Eine Query, genau die Daten. Wann GraphQL gegen REST wirklich gewinnt — und wann nicht.
Kategorie · Frontend & UI
Eine Query, genau die Daten.
GraphQL ist eine Abfragesprache für APIs. Statt fester Endpunkte mit vordefinierten Antworten beschreibt der Client in einer Query genau die Felder, die er braucht — und bekommt exakt diese zurück, über einen einzigen Endpunkt.
Das Schema ist dabei stark typisiert und dokumentiert sich selbst: Was eine API liefern kann, ist jederzeit nachschlagbar.
Wann es gegen REST gewinnt.
Wenn ein Frontend viele unterschiedliche, verschachtelte Daten aus mehreren Quellen zusammenführt — etwa Dashboards oder mobile Apps mit knapper Bandbreite.
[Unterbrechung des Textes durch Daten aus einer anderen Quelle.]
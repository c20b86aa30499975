//! Permission evaluator capability.
//!
//! Authorization gates never consult ambient global state; they ask an
//! injected [`PermissionEvaluator`] whether a named permission is
//! granted, optionally scoped to a resource. The surrounding system
//! supplies the real implementation; this crate ships two small ones for
//! tests and fixtures.

use std::collections::HashSet;

/// Answers whether the current principal holds a permission.
///
/// `scope` narrows the permission to a resource kind (for example `book`
/// scoped to `time_logs`); `None` means the permission is global.
pub trait PermissionEvaluator: Send + Sync {
    fn allowed_to(&self, permission: &str, scope: Option<&str>) -> bool;
}

/// Evaluator that grants everything. Useful as a fixture default.
pub struct AllowAll;

impl PermissionEvaluator for AllowAll {
    fn allowed_to(&self, _permission: &str, _scope: Option<&str>) -> bool {
        true
    }
}

/// Set-backed evaluator: grants exactly the (permission, scope) pairs it
/// was given.
#[derive(Debug, Default)]
pub struct StaticPermissions {
    grants: HashSet<(String, Option<String>)>,
}

impl StaticPermissions {
    pub fn new() -> Self {
        Self::default()
    }

    /// Grant a permission, optionally scoped to a resource kind.
    pub fn grant(mut self, permission: impl Into<String>, scope: Option<&str>) -> Self {
        self.grants
            .insert((permission.into(), scope.map(str::to_string)));
        self
    }
}

impl PermissionEvaluator for StaticPermissions {
    fn allowed_to(&self, permission: &str, scope: Option<&str>) -> bool {
        self.grants
            .contains(&(permission.to_string(), scope.map(str::to_string)))
    }
}
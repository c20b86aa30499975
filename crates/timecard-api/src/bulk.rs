//! Bulk operation processing.
//!
//! A bulk request carries several independent keyed sub-operations. Each
//! is run in input order and classified; one malformed or forbidden item
//! must not invalidate the items that succeeded. Classification is a
//! pure function of the per-item results ([`classify_bulk`]); turning the
//! aggregate into a terminal response happens in
//! [`Responder::process_bulk`].
//!
//! Caller discipline, not enforced here: the per-item operation must not
//! emit terminal responses of its own, since that would abort the
//! remaining items.

use crate::responder::Responder;
use std::fmt;
use timecard_core::{to_sentence, Halt, Outcome, ScopedMessages, StatusCode};

/// What a per-item operation may report back.
pub enum BulkReply<E> {
    /// The operation produced an entity; its validation state decides
    /// whether the item counts as a success.
    Entity(E),
    /// The operation failed with an explicit message.
    Fail(String),
    /// The addressed record does not exist.
    NotFound,
}

/// Entities carry their own validation state: no errors means valid.
pub trait Validated {
    fn validation_errors(&self) -> Vec<String>;
}

/// Aggregate over all per-item results, in input order.
#[derive(Debug)]
pub struct BulkOutcome<E> {
    /// Entities whose operation succeeded.
    pub success: Vec<E>,
    /// One formatted line per failed item, prefixed with its preface.
    pub errors: Vec<String>,
}

/// Run the per-item operation over every `(key, params)` pair and
/// classify the results. Deterministic for a fixed input order.
pub fn classify_bulk<K, P, E, I, F>(
    messages: &ScopedMessages,
    items: I,
    mut operation: F,
) -> BulkOutcome<E>
where
    K: fmt::Display,
    I: IntoIterator<Item = (K, P)>,
    E: Validated,
    F: FnMut(&K, &P) -> BulkReply<E>,
{
    let mut success = Vec::new();
    let mut errors = Vec::new();

    for (key, params) in items {
        let preface = format!(
            "[{}:]",
            messages.text("bulk_error_preface", &[("id", &key.to_string())])
        );
        match operation(&key, &params) {
            BulkReply::Entity(entity) => {
                let validation = entity.validation_errors();
                if validation.is_empty() {
                    success.push(entity);
                } else {
                    errors.push(format!("{} {}", preface, to_sentence(&validation)));
                }
            }
            BulkReply::Fail(message) => {
                errors.push(format!("{} {}", preface, message));
            }
            BulkReply::NotFound => {
                errors.push(format!("{} {}", preface, messages.text("not_found", &[])));
            }
        }
    }

    BulkOutcome { success, errors }
}

impl Responder {
    /// Process a bulk request and emit the aggregate response.
    ///
    /// Success-dominant: if at least one item succeeded the response is a
    /// payload-less success and the error lines ride along as warnings;
    /// only when every item failed does the request become a 400 with the
    /// error lines as the message array.
    pub fn process_bulk<K, P, E, I, F>(&self, items: I, operation: F) -> Halt
    where
        K: fmt::Display,
        I: IntoIterator<Item = (K, P)>,
        E: Validated,
        F: FnMut(&K, &P) -> BulkReply<E>,
    {
        let outcome = classify_bulk(self.messages(), items, operation);
        tracing::debug!(
            resource = self.messages().resource(),
            succeeded = outcome.success.len(),
            failed = outcome.errors.len(),
            "bulk request processed"
        );

        if outcome.success.is_empty() {
            self.error(StatusCode::BadRequest, outcome.errors)
        } else {
            Halt(Outcome::Success {
                payload: None,
                warnings: outcome.errors,
            })
        }
    }
}
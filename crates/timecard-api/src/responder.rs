//! The response controller: builds terminal responses for one action.
//!
//! A [`Responder`] is created per inbound action and owns that action's
//! resource-scoped message view. Emit functions return [`Halt`] so the
//! handler's remaining logic is skipped by propagating it with `?`; the
//! one deliberate exception is [`Responder::error_outcome`], the
//! non-terminating form used by framework-level error translators that
//! are already unwinding.

use serde_json::Value;
use timecard_core::{Halt, Message, Outcome, ScopedMessages, StatusCode};

/// Builds and emits the single terminal response of one action.
pub struct Responder {
    messages: ScopedMessages,
}

impl Responder {
    pub fn new(messages: ScopedMessages) -> Self {
        Self { messages }
    }

    /// A responder for the named resource backed by the default catalog.
    pub fn for_resource(resource: impl Into<String>) -> Self {
        Self::new(ScopedMessages::with_defaults(resource))
    }

    pub fn messages(&self) -> &ScopedMessages {
        &self.messages
    }

    /// Emit a terminal error. A message list is carried as-is (emitted as
    /// a JSON array); use [`Responder::error_sentence`] to join it.
    pub fn error(&self, status: StatusCode, message: impl Into<Message>) -> Halt {
        Halt(self.error_outcome(status, message))
    }

    /// Emit a terminal error with a message list joined into a single
    /// natural-language sentence.
    pub fn error_sentence(&self, status: StatusCode, message: impl Into<Message>) -> Halt {
        Halt(Outcome::Error {
            status,
            message: message.into().into_sentence(),
        })
    }

    /// Build an error outcome without triggering early exit.
    ///
    /// For callers that are themselves top-level error translators and
    /// must not re-enter exit handling already in progress.
    pub fn error_outcome(&self, status: StatusCode, message: impl Into<Message>) -> Outcome {
        Outcome::error(status, message)
    }

    /// Emit a terminal success: a payload responds with it at 200, no
    /// payload responds with an empty 204 body.
    pub fn success(&self, payload: Option<Value>) -> Halt {
        Halt(Outcome::success(payload))
    }

    /// Terminal forbidden response, defaulting to the catalog text.
    pub fn forbidden(&self, message: Option<String>) -> Halt {
        let text = message.unwrap_or_else(|| self.messages.text("forbidden", &[]));
        self.error(StatusCode::Forbidden, text)
    }

    /// Terminal not-found response, defaulting to the resource-scoped
    /// catalog text.
    pub fn not_found(&self, message: Option<String>) -> Halt {
        let text = message.unwrap_or_else(|| self.messages.text("not_found", &[]));
        self.error(StatusCode::NotFound, text)
    }

    /// Translation for a missing required parameter signaled by the
    /// surrounding framework. Non-terminating: the framework's own
    /// rejection handling is already unwinding.
    pub fn missing_parameters(&self) -> Outcome {
        self.error_outcome(
            StatusCode::BadRequest,
            self.messages.text("missing_parameters", &[]),
        )
    }
}
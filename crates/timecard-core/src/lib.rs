//! Core types for the Timecard request-handling layer.
//!
//! This crate holds the leaf vocabulary shared by the policy and API
//! crates:
//! - [`StatusCode`] - the closed catalog of response codes
//! - [`Outcome`] / [`Halt`] - the terminal response and early-exit signal
//! - [`MessageCatalog`] / [`ScopedMessages`] - localized message lookup

pub mod messages;
pub mod outcome;
pub mod status;

pub use messages::{CatalogError, MessageCatalog, ScopedMessages, StaticCatalog};
pub use outcome::{to_sentence, ActionResult, ErrorBody, Halt, Message, Outcome};
pub use status::StatusCode;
GraphQL spart Round-Trips und Overfetching: eine Anfrage statt fünf, kein ungenutztes Feld im Wire.
Wann REST reicht.
Für simple CRUD-Schnittstellen mit überschaubaren Ressourcen ist REST einfacher zu bauen, zu cachen und abzusichern. GraphQL bringt Komplexität bei Caching, Rate-Limiting und Query-Tiefe mit — Aufwand, der sich nur bei echter Datenvielfalt rechnet.